Jozzie 05-06-2011 06:01 AM

there are several processes, each of them a different instance, the following is just one of the ones I've pulled out of the many.
after entering:
ps -ef | grep java

/opt/IBM/WebSphere/AppServer/java/bin/java -Xbootclasspath/p:/opt/IBM/WebSphere/AppServer/java/jre/lib/ext/ibmorb.jar:/opt/IBM/WebSphere/AppServer/java/jre/lib/ext/ibmext.jar -Dwas.status.socket=48779 -classpath /opt/IBM/WebSphere/AppServer/profiles/MNetNode101/properties:/opt/IBM/WebSphere/AppServer/properties:/opt/IBM/WebSphere/AppServer/lib/bootstrap.jar:/opt/IBM/WebSphere/AppServer/lib/j2ee.jar:/opt/IBM/WebSphere/AppServer/lib/lmproxy.jar:/opt/IBM/WebSphere/AppServer/lib/urlprotocols.jar -verbose:gc -Xms768m -Xmx1536m -Dws.ext.dirs=/opt/IBM/WebSphere/AppServer/java/lib:/opt/IBM/WebSphere/AppServer/profiles/MNetNode101/classes:/opt/IBM/WebSphere/AppServer/classes:/opt/IBM/WebSphere/AppServer/lib:/opt/IBM/WebSphere/AppServer/installedChannels:/opt/IBM/WebSphere/AppServer/lib/ext:/opt/IBM/WebSphere/AppServer/web/help:/opt/IBM/WebSphere/AppServer/deploytool/itp/plugins/com.ibm.etools.ejbdeploy/runtime -Dderby.system.home=/opt/IBM/WebSphere/AppServer/derby -Dcom.ibm.itp.location=/opt/IBM/WebSphere/AppServer/bin -Djava.util.logging.configureByServer=true -Dibm.websphere.preload.classes=true -Duser.install.root=/opt/IBM/WebSphere/AppServer/profiles/MNetNode101 -Dwas.install.root=/opt/IBM/WebSphere/AppServer -Djava.util.logging.manager=com.ibm.ws.bootstrap.WsLogManager -Ddb2j.system.home=/opt/IBM/WebSphere/AppServer/cloudscape -Dserver.root=/opt/IBM/WebSphere/AppServer/profiles/MNetNode101 -DloggerDebug=0 -DserverRole=1 -DserverName=MNet0102 -Xloratio0.1 -Djava.security.auth.login.config=/opt/IBM/WebSphere/AppServer/profiles/MNetNode101/properties/wsjaas.conf -Djava.security.policy=/opt/IBM/WebSphere/AppServer/profiles/MNetNode101/properties/server.policy com.ibm.ws.bootstrap.WSLauncher com.ibm.ws.runtime.WsServer /opt/IBM/WebSphere/AppServer/profiles/MNetNode101/config MNetCell MNET101 MNet0102

I've tried "killall MNet0102"

and it comes back as "no process killed"

any suggestions?

SL00b 05-06-2011 08:29 AM

The problem is that the killall command kills processes by program name, and your program name is not MNet0102. The program name is java.

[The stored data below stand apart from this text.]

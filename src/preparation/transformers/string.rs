use crate::{
    query_model::{BinaryOp, ConstantValue, DataType, MemberRef},
    sql_statement::{
        sql_expr::{LikeExpr, SqlConstant},
        SqlExpr,
    },
};

use super::{MethodCallTransformerRegistry, PreparedMethodCall};
use crate::preparation::errors::PreparationError;

pub const LIKE_ESCAPE: char = '\\';

pub(super) fn register(registry: &mut MethodCallTransformerRegistry) {
    registry.register_method("String", "ToUpper", |call| unary_function(call, "UPPER"));
    registry.register_method("String", "ToLower", |call| unary_function(call, "LOWER"));
    registry.register_method("String", "TrimStart", |call| unary_function(call, "LTRIM"));
    registry.register_method("String", "TrimEnd", |call| unary_function(call, "RTRIM"));
    registry.register_method("String", "Trim", trim);
    registry.register_method("String", "Contains", |call| {
        like(call, |v| format!("%{}%", v), contains_fallback)
    });
    registry.register_method("String", "StartsWith", |call| {
        like(call, |v| format!("{}%", v), |object, arg| edge_fallback("LEFT", object, arg))
    });
    registry.register_method("String", "EndsWith", |call| {
        like(call, |v| format!("%{}", v), |object, arg| edge_fallback("RIGHT", object, arg))
    });
    registry.register_method("String", "Substring", substring);
    registry.register_method("String", "Replace", replace);
    registry.register_method("String", "IndexOf", index_of);
    registry.register_method("String", "IsNullOrEmpty", is_null_or_empty);
    registry.register_method("String", "Concat", concat);
    registry.register_method("String", "Equals", equals);

    registry.register_member("String", "Length", length);
}

fn length(object: SqlExpr, _member: &MemberRef) -> SqlExpr {
    SqlExpr::function("LEN", vec![object], DataType::Int32)
}

fn unary_function(mut call: PreparedMethodCall, name: &str) -> Result<SqlExpr, PreparationError> {
    call.expect_args(0, 0)?;
    let object = call.take_object()?;
    Ok(SqlExpr::function(name, vec![object], DataType::String))
}

fn trim(mut call: PreparedMethodCall) -> Result<SqlExpr, PreparationError> {
    call.expect_args(0, 0)?;
    let object = call.take_object()?;
    Ok(SqlExpr::function(
        "LTRIM",
        vec![SqlExpr::function("RTRIM", vec![object], DataType::String)],
        DataType::String,
    ))
}

/// Escapes LIKE wildcards in a literal pattern fragment.
pub fn escape_like_pattern(value: &str) -> String {
    let mut escaped = String::with_capacity(value.len());
    for c in value.chars() {
        if matches!(c, '%' | '_' | '[' | LIKE_ESCAPE) {
            escaped.push(LIKE_ESCAPE);
        }
        escaped.push(c);
    }
    escaped
}

fn string_constant(expr: &SqlExpr) -> Option<&str> {
    match expr.unwrap_named() {
        SqlExpr::Constant(SqlConstant {
            value: ConstantValue::String(value),
            ..
        }) => Some(value),
        SqlExpr::Literal(literal) => match &literal.value {
            ConstantValue::String(value) => Some(value),
            _ => None,
        },
        _ => None,
    }
}

/// `x LIKE pattern` for constant arguments; `fallback` builds an equivalent test otherwise.
fn like(
    mut call: PreparedMethodCall,
    pattern: fn(&str) -> String,
    fallback: fn(SqlExpr, SqlExpr) -> SqlExpr,
) -> Result<SqlExpr, PreparationError> {
    call.expect_args(1, 1)?;
    let object = call.take_object()?;
    let arg = call.args.remove(0);
    match string_constant(&arg) {
        Some(value) => Ok(SqlExpr::Like(LikeExpr {
            expr: Box::new(object),
            pattern: Box::new(SqlExpr::constant(
                ConstantValue::String(pattern(&escape_like_pattern(value))),
                DataType::String,
            )),
            escape: Some(LIKE_ESCAPE),
        })),
        None => Ok(fallback(object, arg)),
    }
}

fn contains_fallback(object: SqlExpr, arg: SqlExpr) -> SqlExpr {
    SqlExpr::binary(
        BinaryOp::GreaterThan,
        SqlExpr::function("CHARINDEX", vec![arg, object], DataType::Int32),
        SqlExpr::literal_int(0),
    )
}

fn edge_fallback(function: &str, object: SqlExpr, arg: SqlExpr) -> SqlExpr {
    let arg_length = SqlExpr::function("LEN", vec![arg.clone()], DataType::Int32);
    SqlExpr::equal(
        SqlExpr::function(function, vec![object, arg_length], DataType::String),
        arg,
    )
}

/// Zero-based start index becomes one-based.
fn substring(mut call: PreparedMethodCall) -> Result<SqlExpr, PreparationError> {
    call.expect_args(1, 2)?;
    let object = call.take_object()?;
    let mut args = call.args.into_iter();
    let start = args.next().map(|start| {
        SqlExpr::binary(BinaryOp::Add, start, SqlExpr::literal_int(1))
    });
    let length = args
        .next()
        .unwrap_or_else(|| SqlExpr::function("LEN", vec![object.clone()], DataType::Int32));
    let mut function_args = vec![object];
    function_args.extend(start);
    function_args.push(length);
    Ok(SqlExpr::function("SUBSTRING", function_args, DataType::String))
}

fn replace(mut call: PreparedMethodCall) -> Result<SqlExpr, PreparationError> {
    call.expect_args(2, 2)?;
    let object = call.take_object()?;
    let mut args = vec![object];
    args.extend(call.args);
    Ok(SqlExpr::function("REPLACE", args, DataType::String))
}

fn index_of(mut call: PreparedMethodCall) -> Result<SqlExpr, PreparationError> {
    call.expect_args(1, 1)?;
    let object = call.take_object()?;
    let value = call.args.remove(0);
    Ok(SqlExpr::binary(
        BinaryOp::Subtract,
        SqlExpr::function("CHARINDEX", vec![value, object], DataType::Int32),
        SqlExpr::literal_int(1),
    ))
}

fn is_null_or_empty(mut call: PreparedMethodCall) -> Result<SqlExpr, PreparationError> {
    call.expect_args(1, 1)?;
    let value = call.args.remove(0);
    Ok(SqlExpr::or(
        SqlExpr::is_null(value.clone()),
        SqlExpr::equal(
            SqlExpr::function("LEN", vec![value], DataType::Int32),
            SqlExpr::literal_int(0),
        ),
    ))
}

fn concat(call: PreparedMethodCall) -> Result<SqlExpr, PreparationError> {
    call.expect_args(1, usize::MAX)?;
    let mut args = call.args.into_iter();
    let first = args
        .next()
        .unwrap_or_else(|| SqlExpr::literal(ConstantValue::String(String::new()), DataType::String));
    Ok(args.fold(first, |acc, arg| SqlExpr::binary(BinaryOp::Add, acc, arg)))
}

fn equals(mut call: PreparedMethodCall) -> Result<SqlExpr, PreparationError> {
    call.expect_args(1, 1)?;
    let other = call.args.remove(0);
    match call.object.take() {
        Some(object) => Ok(SqlExpr::equal(object, other)),
        None => Err(PreparationError::UnsupportedExpression(format!(
            "static call to {}",
            call.method
        ))),
    }
}

#[cfg(test)]
mod tests {
    use super::*;
    use crate::query_model::MethodRef;

    fn call(name: &str, args: Vec<SqlExpr>) -> PreparedMethodCall {
        PreparedMethodCall {
            method: MethodRef::new("String", name),
            object: Some(SqlExpr::column("t0", "Name", DataType::String, false)),
            args,
            result_type: DataType::Boolean,
        }
    }

    fn string(value: &str) -> SqlExpr {
        SqlExpr::constant(ConstantValue::String(value.to_string()), DataType::String)
    }

    #[test]
    fn test_escape_like_pattern() {
        assert_eq!(escape_like_pattern("50%_off[1]"), "50\\%\\_off\\[1]");
    }

    #[test]
    fn test_contains_with_constant_uses_like() {
        let mut registry = MethodCallTransformerRegistry::new();
        register(&mut registry);
        let transform = registry
            .get_method(&MethodRef::new("String", "Contains").key())
            .unwrap();
        match transform(call("Contains", vec![string("a%b")])).unwrap() {
            SqlExpr::Like(like) => {
                assert_eq!(*like.pattern, string("%a\\%b%"));
                assert_eq!(like.escape, Some('\\'));
            }
            other => panic!("expected LIKE, got {:?}", other),
        }
    }

    #[test]
    fn test_starts_with_column_argument_compares_prefix() {
        let argument = SqlExpr::column("t0", "Prefix", DataType::String, false);
        let mut registry = MethodCallTransformerRegistry::new();
        register(&mut registry);
        let transform = registry
            .get_method(&MethodRef::new("String", "StartsWith").key())
            .unwrap();
        let result = transform(call("StartsWith", vec![argument])).unwrap();
        assert!(result.is_predicate());
        assert!(result.to_string().starts_with("(LEFT("));
    }

    #[test]
    fn test_substring_shifts_start_index() {
        let result = substring(call("Substring", vec![SqlExpr::literal_int(2)])).unwrap();
        assert_eq!(
            result.to_string(),
            "SUBSTRING([t0].[Name], (2 + 1), LEN([t0].[Name]))"
        );
    }
}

Using killall in this situation would result in all three of your WAS instances being killed.

This is where pgrep is your friend. It's the functional equivalent to ps -ef | grep <string>, only all it returns is the PID of the matching process. This should find what you're looking for:

Code:

pgrep -f MNet0102
And once you've verified pgrep works, you can use its cousin pkill to actually perform the kill.

Can I ask why you want to use kill and not the stopServer.sh command?